• ACTIVITY:
In the entries that follow, identify the line containing "fn supersedes_activity(trigger: StatusTrigger)" and return it together with all later lines, exactly as they appear.
==== SUPPLIED INFORMATION ====
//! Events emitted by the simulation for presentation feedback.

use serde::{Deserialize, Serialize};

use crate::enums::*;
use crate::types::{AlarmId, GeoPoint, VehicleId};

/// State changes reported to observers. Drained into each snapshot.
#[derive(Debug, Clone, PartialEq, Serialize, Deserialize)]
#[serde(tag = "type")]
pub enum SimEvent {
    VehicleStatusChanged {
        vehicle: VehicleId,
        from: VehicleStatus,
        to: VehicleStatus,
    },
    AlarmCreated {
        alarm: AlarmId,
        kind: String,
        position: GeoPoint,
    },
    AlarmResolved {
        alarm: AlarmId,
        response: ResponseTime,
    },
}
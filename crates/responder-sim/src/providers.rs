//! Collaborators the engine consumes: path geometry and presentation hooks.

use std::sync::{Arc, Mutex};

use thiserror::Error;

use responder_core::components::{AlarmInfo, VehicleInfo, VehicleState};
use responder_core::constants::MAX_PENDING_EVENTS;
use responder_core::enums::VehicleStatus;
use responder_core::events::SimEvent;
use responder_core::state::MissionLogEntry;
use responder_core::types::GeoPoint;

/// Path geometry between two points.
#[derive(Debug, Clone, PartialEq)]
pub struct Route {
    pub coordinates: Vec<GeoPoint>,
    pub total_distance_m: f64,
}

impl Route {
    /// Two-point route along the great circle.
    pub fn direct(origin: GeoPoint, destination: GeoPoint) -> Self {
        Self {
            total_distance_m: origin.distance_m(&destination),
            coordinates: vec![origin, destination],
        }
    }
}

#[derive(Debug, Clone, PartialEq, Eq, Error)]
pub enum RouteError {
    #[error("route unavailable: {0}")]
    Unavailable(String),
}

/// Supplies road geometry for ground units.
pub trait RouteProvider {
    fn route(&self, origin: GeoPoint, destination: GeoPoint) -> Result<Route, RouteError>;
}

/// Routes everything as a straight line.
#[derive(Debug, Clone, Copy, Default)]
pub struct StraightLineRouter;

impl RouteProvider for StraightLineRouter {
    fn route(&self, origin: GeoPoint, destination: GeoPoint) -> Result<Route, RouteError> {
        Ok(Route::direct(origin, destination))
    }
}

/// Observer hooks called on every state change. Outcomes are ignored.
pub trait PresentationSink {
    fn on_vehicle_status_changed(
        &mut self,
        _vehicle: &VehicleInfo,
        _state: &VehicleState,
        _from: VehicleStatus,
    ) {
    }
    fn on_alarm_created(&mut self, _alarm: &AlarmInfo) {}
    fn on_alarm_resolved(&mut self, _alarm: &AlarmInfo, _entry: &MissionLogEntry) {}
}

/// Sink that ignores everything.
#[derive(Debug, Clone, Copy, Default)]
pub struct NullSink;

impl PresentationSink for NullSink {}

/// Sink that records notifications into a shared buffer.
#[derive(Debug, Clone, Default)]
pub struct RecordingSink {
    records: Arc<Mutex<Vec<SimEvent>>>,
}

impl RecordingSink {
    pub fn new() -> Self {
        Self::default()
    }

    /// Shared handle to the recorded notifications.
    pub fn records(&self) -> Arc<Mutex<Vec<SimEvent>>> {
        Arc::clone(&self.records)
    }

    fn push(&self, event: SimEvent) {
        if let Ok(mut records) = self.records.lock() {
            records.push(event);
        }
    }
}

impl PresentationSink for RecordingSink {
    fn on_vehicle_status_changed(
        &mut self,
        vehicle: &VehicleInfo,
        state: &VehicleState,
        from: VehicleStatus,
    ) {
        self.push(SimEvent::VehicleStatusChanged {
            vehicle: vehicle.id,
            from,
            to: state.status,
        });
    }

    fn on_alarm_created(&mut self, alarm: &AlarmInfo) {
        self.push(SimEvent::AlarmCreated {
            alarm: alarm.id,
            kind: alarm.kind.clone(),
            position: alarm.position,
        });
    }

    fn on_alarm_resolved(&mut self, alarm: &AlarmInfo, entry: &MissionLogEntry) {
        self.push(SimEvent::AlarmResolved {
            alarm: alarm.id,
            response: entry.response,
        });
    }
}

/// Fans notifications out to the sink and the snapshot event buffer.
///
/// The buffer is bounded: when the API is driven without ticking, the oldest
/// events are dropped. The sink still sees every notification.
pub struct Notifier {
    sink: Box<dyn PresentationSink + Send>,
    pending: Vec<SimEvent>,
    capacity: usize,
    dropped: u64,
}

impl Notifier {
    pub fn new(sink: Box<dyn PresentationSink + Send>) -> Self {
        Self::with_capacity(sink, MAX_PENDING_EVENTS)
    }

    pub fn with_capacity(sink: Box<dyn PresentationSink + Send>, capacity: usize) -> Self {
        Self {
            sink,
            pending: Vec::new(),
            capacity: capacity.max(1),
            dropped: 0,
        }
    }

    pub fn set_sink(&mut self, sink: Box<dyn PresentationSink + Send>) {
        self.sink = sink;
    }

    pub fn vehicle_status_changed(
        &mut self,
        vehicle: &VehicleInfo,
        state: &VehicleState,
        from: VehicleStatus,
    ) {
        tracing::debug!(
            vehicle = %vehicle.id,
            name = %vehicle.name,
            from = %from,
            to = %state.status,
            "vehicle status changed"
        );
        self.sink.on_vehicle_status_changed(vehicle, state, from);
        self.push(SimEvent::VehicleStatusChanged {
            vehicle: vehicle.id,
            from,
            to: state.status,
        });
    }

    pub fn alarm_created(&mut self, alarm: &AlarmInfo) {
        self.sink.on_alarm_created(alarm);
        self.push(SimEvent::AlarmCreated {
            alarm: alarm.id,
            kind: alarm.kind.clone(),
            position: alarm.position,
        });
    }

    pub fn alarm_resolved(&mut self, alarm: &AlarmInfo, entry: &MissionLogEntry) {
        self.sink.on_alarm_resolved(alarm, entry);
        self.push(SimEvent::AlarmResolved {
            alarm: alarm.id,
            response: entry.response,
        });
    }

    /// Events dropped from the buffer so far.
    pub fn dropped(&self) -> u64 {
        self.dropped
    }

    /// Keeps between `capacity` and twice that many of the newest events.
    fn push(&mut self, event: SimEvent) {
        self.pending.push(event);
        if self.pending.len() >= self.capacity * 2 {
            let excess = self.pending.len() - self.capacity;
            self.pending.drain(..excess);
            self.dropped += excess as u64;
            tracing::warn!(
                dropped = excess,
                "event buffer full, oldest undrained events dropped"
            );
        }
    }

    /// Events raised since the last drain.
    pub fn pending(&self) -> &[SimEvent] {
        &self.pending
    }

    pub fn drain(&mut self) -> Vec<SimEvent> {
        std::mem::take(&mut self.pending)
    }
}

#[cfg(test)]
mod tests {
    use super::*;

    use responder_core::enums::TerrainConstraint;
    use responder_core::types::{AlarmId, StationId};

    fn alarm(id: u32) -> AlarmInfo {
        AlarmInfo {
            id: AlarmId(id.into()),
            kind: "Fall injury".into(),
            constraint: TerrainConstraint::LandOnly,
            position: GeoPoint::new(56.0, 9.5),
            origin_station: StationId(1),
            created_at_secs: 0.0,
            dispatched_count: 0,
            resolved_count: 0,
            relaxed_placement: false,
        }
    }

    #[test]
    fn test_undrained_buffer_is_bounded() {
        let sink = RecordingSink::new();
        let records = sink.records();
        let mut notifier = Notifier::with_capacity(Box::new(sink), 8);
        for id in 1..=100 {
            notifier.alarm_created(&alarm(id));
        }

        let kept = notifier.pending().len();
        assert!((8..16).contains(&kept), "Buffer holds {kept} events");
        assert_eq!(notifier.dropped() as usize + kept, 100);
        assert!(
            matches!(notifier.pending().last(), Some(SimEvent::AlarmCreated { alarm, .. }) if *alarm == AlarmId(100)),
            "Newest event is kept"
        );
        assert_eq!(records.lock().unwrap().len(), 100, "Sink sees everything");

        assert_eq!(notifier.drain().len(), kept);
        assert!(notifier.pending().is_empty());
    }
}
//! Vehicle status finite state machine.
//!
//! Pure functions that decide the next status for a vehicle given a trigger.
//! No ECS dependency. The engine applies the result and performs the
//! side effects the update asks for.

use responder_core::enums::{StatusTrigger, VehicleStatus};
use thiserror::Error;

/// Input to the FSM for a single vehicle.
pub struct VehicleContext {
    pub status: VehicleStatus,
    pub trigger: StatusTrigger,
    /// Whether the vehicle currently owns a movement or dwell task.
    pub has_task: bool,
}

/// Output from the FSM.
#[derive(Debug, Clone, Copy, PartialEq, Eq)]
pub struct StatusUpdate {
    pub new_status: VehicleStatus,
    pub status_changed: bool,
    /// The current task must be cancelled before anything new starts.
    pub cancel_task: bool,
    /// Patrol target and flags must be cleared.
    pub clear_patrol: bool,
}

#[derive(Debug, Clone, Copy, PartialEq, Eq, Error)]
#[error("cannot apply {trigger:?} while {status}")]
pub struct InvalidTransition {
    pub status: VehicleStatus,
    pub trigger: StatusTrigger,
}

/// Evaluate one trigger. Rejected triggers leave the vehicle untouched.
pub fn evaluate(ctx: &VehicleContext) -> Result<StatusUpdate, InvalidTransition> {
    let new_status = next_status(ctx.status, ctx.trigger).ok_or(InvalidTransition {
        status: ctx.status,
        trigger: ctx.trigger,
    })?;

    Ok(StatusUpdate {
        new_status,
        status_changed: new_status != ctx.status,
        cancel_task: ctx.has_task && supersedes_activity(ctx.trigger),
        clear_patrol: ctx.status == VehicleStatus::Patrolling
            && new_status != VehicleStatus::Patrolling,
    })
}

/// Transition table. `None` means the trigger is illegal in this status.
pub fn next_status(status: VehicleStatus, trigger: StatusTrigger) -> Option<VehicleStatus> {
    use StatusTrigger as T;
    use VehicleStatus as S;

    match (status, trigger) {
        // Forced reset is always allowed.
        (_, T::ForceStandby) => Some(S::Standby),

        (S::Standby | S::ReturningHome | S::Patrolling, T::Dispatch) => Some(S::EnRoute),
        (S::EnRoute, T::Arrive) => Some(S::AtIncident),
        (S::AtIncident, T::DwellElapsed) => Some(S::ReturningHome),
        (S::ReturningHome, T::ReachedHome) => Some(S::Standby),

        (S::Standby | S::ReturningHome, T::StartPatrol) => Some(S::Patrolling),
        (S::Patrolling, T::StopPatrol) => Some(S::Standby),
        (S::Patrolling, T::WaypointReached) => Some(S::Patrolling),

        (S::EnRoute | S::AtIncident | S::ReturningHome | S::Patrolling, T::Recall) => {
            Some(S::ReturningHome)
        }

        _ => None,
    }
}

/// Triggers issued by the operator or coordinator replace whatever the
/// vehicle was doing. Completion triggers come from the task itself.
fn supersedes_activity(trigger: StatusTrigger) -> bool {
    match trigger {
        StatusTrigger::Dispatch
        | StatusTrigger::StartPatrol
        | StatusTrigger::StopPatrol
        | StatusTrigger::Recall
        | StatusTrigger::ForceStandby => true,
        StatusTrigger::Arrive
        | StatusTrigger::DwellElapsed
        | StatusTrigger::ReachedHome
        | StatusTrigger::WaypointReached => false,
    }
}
====
• OUTPUT BELOW:
fn supersedes_activity(trigger: StatusTrigger) -> bool {
    match trigger {
        StatusTrigger::Dispatch
        | StatusTrigger::StartPatrol
        | StatusTrigger::StopPatrol
        | StatusTrigger::Recall
        | StatusTrigger::ForceStandby => true,
        StatusTrigger::Arrive
        | StatusTrigger::DwellElapsed
        | StatusTrigger::ReachedHome
        | StatusTrigger::WaypointReached => false,
    }
}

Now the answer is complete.